**WORK TO BE COMPLETED:**
Go through the entries below and count the lines holding the word "Duration". Reply with only the number, please.

%%

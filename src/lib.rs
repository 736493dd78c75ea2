//! Noctis: select text, click the popover, read the translation.
//!
//! The crate is split between a host-agnostic core (selection tracking,
//! popover placement, translation sessions) and the pieces around it: the
//! gateway providers that actually translate, and the configuration and
//! logging the desktop host uses.

pub mod config;
pub mod gateway;
pub mod geometry;
pub mod host;
pub mod languages;
pub mod logger;
pub mod overlay;
pub mod popover;
pub mod selection;
pub mod session;

pub use overlay::Overlay;
#![cfg_attr(target_os = "windows", windows_subsystem = "windows")]

use anyhow::Context;
use noctis::config::Config;
use noctis::gateway::{self, Dispatcher, Gateway, Google};
use noctis::{languages, logger, Overlay};
use std::sync::Arc;
use std::time::Duration;

mod ui;

const SAMPLE_PAGE: &str = "\
Sélectionnez un passage, puis cliquez sur le bouton qui apparaît au-dessus.

Bonjour ! La traduction s'affiche dans une fenêtre à droite. Vous pouvez en ouvrir plusieurs à la fois, \
changer la langue source ou cible de chacune, et les fermer quand vous voulez.

Guten Tag! Jede Übersetzung bleibt an den Text gebunden, den Sie ausgewählt haben, auch wenn Sie danach \
etwas anderes markieren.

¡Hola! Desplácese por la página: el botón sigue a la selección.

こんにちは。選択したテキストはそのまま保持されます。

Escape hides the button; it never closes an open translation.
";

fn build_gateway(cfg: &Config) -> anyhow::Result<Arc<dyn Gateway>> {
    match gateway::from_config(cfg) {
        Ok(g) => Ok(g),
        Err(e) => {
            logger::warn(&format!("{:?} provider unavailable ({e}); falling back to Google", cfg.provider));
            let timeout = Duration::from_secs(cfg.request_timeout_secs);
            let fallback: Arc<dyn Gateway> = Arc::new(Google::new(timeout)?);
            Ok(fallback)
        }
    }
}

fn main() -> anyhow::Result<()> {
    logger::init();
    logger::info("App starting");

    // config.json next to the exe; non-empty env vars override it
    let mut cfg = Config::load();
    cfg.apply_env(|k| std::env::var(k).ok());
    logger::info(&format!("Config loaded from {}", Config::path().display()));

    let gateway = build_gateway(&cfg)?;
    let (dispatcher, replies) = Dispatcher::new(gateway).context("failed to start the gateway runtime")?;
    logger::info(&format!("Translating with {}", dispatcher.provider_name()));

    let locale = cfg.locale(|k| std::env::var(k).ok());
    let target = languages::default_target(locale.as_deref(), &cfg.default_target);
    logger::info(&format!("Default target {target} (locale {})", locale.as_deref().unwrap_or("unset")));

    let text = match std::env::args().nth(1) {
        Some(path) => std::fs::read_to_string(&path).with_context(|| format!("cannot read {path}"))?,
        None => SAMPLE_PAGE.to_string(),
    };

    // Run UI on main thread (blocks)
    ui::run(text, Overlay::new(dispatcher, &target), replies)
}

%%

**WRITTEN SOLUTION:**
2